[ACTION ITEM] Output all the entries below. Each must match exactly.

[EXTRACTED ENTRIES]
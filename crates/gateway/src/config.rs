//! # Gateway Configuration
//!
//! Connection settings for the clinic settings service, loaded from the
//! environment. The bearer credential is injected here and handed to the
//! gateway at construction; nothing reads it from ambient storage later.
//!
//! ## Environment Variables
//!
//! - `CLINIC_API_BASE_URL`: Base URL of the clinic settings service (required)
//! - `CLINIC_API_TOKEN`: Bearer credential for the current session (required)
//! - `CLINIC_API_TIMEOUT_SECONDS`: Per-request timeout (default: 30)
//! - `LOG_LEVEL`: Logging level (default: "info")

use std::{env, fmt, time::Duration};

use eyre::{Result, WrapErr, eyre};
use tracing::Level;

const DEFAULT_TIMEOUT_SECONDS: u64 = 30;

/// Configuration for [`HttpGateway`](crate::HttpGateway).
///
/// # Example
///
/// ```no_run
/// use clinicsched_gateway::{GatewayConfig, HttpGateway};
///
/// fn example() -> eyre::Result<HttpGateway> {
///     let config = GatewayConfig::from_env()?;
///     HttpGateway::new(config)
/// }
/// ```
#[derive(Clone)]
pub struct GatewayConfig {
    /// Base URL of the service, e.g. "https://clinic.example.com/api"
    pub base_url: String,

    /// Bearer credential sent with every request
    pub bearer_token: String,

    /// Upper bound for a single request, including reading the body
    pub request_timeout: Duration,

    /// Log level for binaries embedding the gateway
    pub log_level: Level,
}

impl GatewayConfig {
    pub fn new(base_url: impl Into<String>, bearer_token: impl Into<String>) -> Self {
        Self {
            base_url: base_url.into(),
            bearer_token: bearer_token.into(),
            request_timeout: Duration::from_secs(DEFAULT_TIMEOUT_SECONDS),
            log_level: Level::INFO,
        }
    }

    pub fn with_request_timeout(mut self, timeout: Duration) -> Self {
        self.request_timeout = timeout;
        self
    }

    /// Load configuration from environment variables
    pub fn from_env() -> Result<Self> {
        Self::from_lookup(|key| env::var(key).ok())
    }

    /// Load configuration through an arbitrary variable lookup.
    ///
    /// # Errors
    ///
    /// Fails when the base URL or token is missing or empty, or when the
    /// timeout is not a positive whole number of seconds.
    pub fn from_lookup<F>(lookup: F) -> Result<Self>
    where
        F: Fn(&str) -> Option<String>,
    {
        let base_url = lookup("CLINIC_API_BASE_URL")
            .filter(|value| !value.trim().is_empty())
            .ok_or_else(|| eyre!("CLINIC_API_BASE_URL environment variable not set"))?;

        let bearer_token = lookup("CLINIC_API_TOKEN")
            .filter(|value| !value.trim().is_empty())
            .ok_or_else(|| eyre!("CLINIC_API_TOKEN environment variable not set"))?;

        let timeout_seconds: u64 = lookup("CLINIC_API_TIMEOUT_SECONDS")
            .unwrap_or_else(|| DEFAULT_TIMEOUT_SECONDS.to_string())
            .trim()
            .parse()
            .wrap_err("Invalid CLINIC_API_TIMEOUT_SECONDS value")?;
        if timeout_seconds == 0 {
            return Err(eyre!("CLINIC_API_TIMEOUT_SECONDS must be greater than zero"));
        }

        let log_level = match lookup("LOG_LEVEL")
            .unwrap_or_else(|| "info".to_string())
            .to_lowercase()
            .as_str()
        {
            "trace" => Level::TRACE,
            "debug" => Level::DEBUG,
            "info" => Level::INFO,
            "warn" => Level::WARN,
            "error" => Level::ERROR,
            _ => Level::INFO,
        };

        Ok(Self {
            base_url: base_url.trim().trim_end_matches('/').to_string(),
            bearer_token,
            request_timeout: Duration::from_secs(timeout_seconds),
            log_level,
        })
    }

    /// Joins a route onto the base URL.
    pub fn endpoint(&self, path: &str) -> String {
        format!(
            "{}/{}",
            self.base_url.trim_end_matches('/'),
            path.trim_start_matches('/')
        )
    }
}

impl fmt::Debug for GatewayConfig {
    fn fmt(&self, f: &mut fmt::Formatter<'_>) -> fmt::Result {
        f.debug_struct("GatewayConfig")
            .field("base_url", &self.base_url)
            .field("bearer_token", &"<redacted>")
            .field("request_timeout", &self.request_timeout)
            .field("log_level", &self.log_level)
            .finish()
    }
}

[SOLVED EXERCISE]
filename crates/gateway/src/config.rs
//! # Gateway Configuration
//!
//! Connection settings for the clinic settings service, loaded from the
//! environment. The bearer credential is injected here and handed to the
//! gateway at construction; nothing reads it from ambient storage later.
//!
//! ## Environment Variables
//!
//! - `CLINIC_API_BASE_URL`: Base URL of the clinic settings service (required)
//! - `CLINIC_API_TOKEN`: Bearer credential for the current session (required)
//! - `CLINIC_API_TIMEOUT_SECONDS`: Per-request timeout (default: 30)
//! - `LOG_LEVEL`: Logging level (default: "info")

use std::{env, fmt, time::Duration};

use eyre::{Result, WrapErr, eyre};
use tracing::Level;

const DEFAULT_TIMEOUT_SECONDS: u64 = 30;

/// Configuration for [`HttpGateway`](crate::HttpGateway).
///
/// # Example
///
/// ```no_run
/// use clinicsched_gateway::{GatewayConfig, HttpGateway};
///
/// fn example() -> eyre::Result<HttpGateway> {
///     let config = GatewayConfig::from_env()?;
///     HttpGateway::new(config)
/// }
/// ```
#[derive(Clone)]
pub struct GatewayConfig {
    /// Base URL of the service, e.g. "https://clinic.example.com/api"
    pub base_url: String,

    /// Bearer credential sent with every request
    pub bearer_token: String,

    /// Upper bound for a single request, including reading the body
    pub request_timeout: Duration,

    /// Log level for binaries embedding the gateway
    pub log_level: Level,
}

impl GatewayConfig {
    pub fn new(base_url: impl Into<String>, bearer_token: impl Into<String>) -> Self {
        Self {
            base_url: base_url.into(),
            bearer_token: bearer_token.into(),
            request_timeout: Duration::from_secs(DEFAULT_TIMEOUT_SECONDS),
            log_level: Level::INFO,
        }
    }

    pub fn with_request_timeout(mut self, timeout: Duration) -> Self {
        self.request_timeout = timeout;
        self
    }

    /// Load configuration from environment variables
    pub fn from_env() -> Result<Self> {
        Self::from_lookup(|key| env::var(key).ok())
    }

    /// Load configuration through an arbitrary variable lookup.
    ///
    /// # Errors
    ///
    /// Fails when the base URL or token is missing or empty, or when the
    /// timeout is not a positive whole number of seconds.
    pub fn from_lookup<F>(lookup: F) -> Result<Self>
    where
        F: Fn(&str) -> Option<String>,
    {
        let base_url = lookup("CLINIC_API_BASE_URL")
            .filter(|value| !value.trim().is_empty())
            .ok_or_else(|| eyre!("CLINIC_API_BASE_URL environment variable not set"))?;

        let bearer_token = lookup("CLINIC_API_TOKEN")
            .filter(|value| !value.trim().is_empty())
            .ok_or_else(|| eyre!("CLINIC_API_TOKEN environment variable not set"))?;

        let timeout_seconds: u64 = lookup("CLINIC_API_TIMEOUT_SECONDS")
            .unwrap_or_else(|| DEFAULT_TIMEOUT_SECONDS.to_string())
            .trim()
            .parse()
            .wrap_err("Invalid CLINIC_API_TIMEOUT_SECONDS value")?;
        if timeout_seconds == 0 {
            return Err(eyre!("CLINIC_API_TIMEOUT_SECONDS must be greater than zero"));
        }

        let log_level = match lookup("LOG_LEVEL")
            .unwrap_or_else(|| "info".to_string())
            .to_lowercase()
            .as_str()
        {
            "trace" => Level::TRACE,
            "debug" => Level::DEBUG,
            "info" => Level::INFO,
            "warn" => Level::WARN,
            "error" => Level::ERROR,
            _ => Level::INFO,
        };

        Ok(Self {
            base_url: base_url.trim().trim_end_matches('/').to_string(),
            bearer_token,
            request_timeout: Duration::from_secs(timeout_seconds),
            log_level,
        })
    }

    /// Joins a route onto the base URL.
    pub fn endpoint(&self, path: &str) -> String {
        format!(
            "{}/{}",
            self.base_url.trim_end_matches('/'),
            path.trim_start_matches('/')
        )
    }
}

impl fmt::Debug for GatewayConfig {
    fn fmt(&self, f: &mut fmt::Formatter<'_>) -> fmt::Result {
        f.debug_struct("GatewayConfig")
            .field("base_url", &self.base_url)
            .field("bearer_token", &"<redacted>")
            .field("request_timeout", &self.request_timeout)
            .field("log_level", &self.log_level)
            .finish()
    }
}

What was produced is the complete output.